Personal information
- Native name: Dáithí Ó Brádaigh (Irish)
- Born: 1974 (age 51–52) Ireland
- Occupations: Journalist, medical rep, tour operator

Sport
- Sport: Gaelic football
- Position: Midfielder

Club
- Years: Club
- Ballina Stephenites

Club titles
- Mayo titles: 4
- Connacht titles: 3
- All-Ireland Titles: 1

Inter-county
- Years: County
- 1996–2008: Mayo

Inter-county titles
- Connacht titles: 5
- All-Irelands: 0
- NFL: 1

= David Brady (Gaelic footballer) =

Mayo Gaelic footballer

David Brady (born 1974) is an Irish former Gaelic footballer who played for the Mayo county team in midfield in the 1990s and 2000s. As of 2020, he works as a journalist.

==Early life==
Brady grew up in Ballina, County Mayo; his mother was from Mayo and his father from Castleconor, County Sligo. He has twin younger brothers, Ger Brady and Liam Brady.

==Playing career==
Brady played in midfield for Ballina Stephenites and Mayo.

In 1994 and 1995 he was on the under-21 teams that lost the All-Ireland Under-21 Football Championship final.

Brady was on the Mayo team that lost the 1996 All-Ireland Senior Football Championship Final; he missed the 1997 final due to a broken leg. Mayo won the 2000–01 National Football League and Brady was also on the team that lost the 2004 All-Ireland Senior Football Championship Final.

In 2005 his club Ballina Stephenites won the All-Ireland Senior Club Football Championship, Brady finally winning an All-Ireland final after losing his first seven.

In 2003 Brady retired from the inter-county team, but returned; he retired again in 2005, but returned to play on the Mayo team that lost the 2006 All-Ireland Senior Football Championship Final.

He finally retired in 2008, in part due to back pain.

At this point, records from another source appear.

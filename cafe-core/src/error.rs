use axum::http::StatusCode;
use axum::response::{IntoResponse, Response};

/// Public part of a failed request, attached to the response extensions so an
/// outer layer can render it as a full page.
///
/// Without such a layer the response carries `message` as plain text.
#[derive(Debug, Clone, PartialEq, Eq)]
pub struct ErrorDetail {
    pub status: StatusCode,
    pub message: String,
}

impl ErrorDetail {
    /// Reason phrase for the status, e.g. `"Not Found"`.
    pub fn title(&self) -> &'static str {
        self.status.canonical_reason().unwrap_or("Error")
    }
}

/// Terminal HTTP failures.
///
/// Field-level validation problems are not errors at this level: handlers
/// recover them by re-rendering the form.
pub enum HttpError {
    NotFound(String),
    BadRequest(String),
    Internal(String),
}

impl HttpError {
    pub fn status(&self) -> StatusCode {
        match self {
            HttpError::NotFound(_) => StatusCode::NOT_FOUND,
            HttpError::BadRequest(_) => StatusCode::BAD_REQUEST,
            HttpError::Internal(_) => StatusCode::INTERNAL_SERVER_ERROR,
        }
    }

    /// What the client is allowed to see. Internal details stay in the log.
    pub fn detail(&self) -> ErrorDetail {
        let message = match self {
            HttpError::NotFound(msg) | HttpError::BadRequest(msg) => msg.clone(),
            HttpError::Internal(_) => "Something went wrong on our side.".to_string(),
        };
        ErrorDetail {
            status: self.status(),
            message,
        }
    }
}

impl IntoResponse for HttpError {
    fn into_response(self) -> Response {
        if let HttpError::Internal(msg) = &self {
            tracing::error!(error = %msg, "request failed");
        }
        let detail = self.detail();
        let mut response = (detail.status, detail.message.clone()).into_response();
        response.extensions_mut().insert(detail);
        response
    }
}

impl std::fmt::Display for HttpError {
    fn fmt(&self, f: &mut std::fmt::Formatter<'_>) -> std::fmt::Result {
        match self {
            HttpError::NotFound(msg) => write!(f, "Not Found: {msg}"),
            HttpError::BadRequest(msg) => write!(f, "Bad Request: {msg}"),
            HttpError::Internal(msg) => write!(f, "Internal Error: {msg}"),
        }
    }
}

impl std::fmt::Debug for HttpError {
    fn fmt(&self, f: &mut std::fmt::Formatter<'_>) -> std::fmt::Result {
        <Self as std::fmt::Display>::fmt(self, f)
    }
}

impl std::error::Error for HttpError {}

In 2012 Brady managed the Ballina Stephenites senior team.

==Media career==
Since retiring, Brady has worked as a sports journalist and pundit, appearing on TV3 and Newstalk. He also writes for the Intersport Elverys Blog. Brady is also active on Twitter. He was the subject of a 2020 Laochra Gael episode.

==Personal life==
Brady works as a medical sales rep. His wife is from Dublin; they have two children.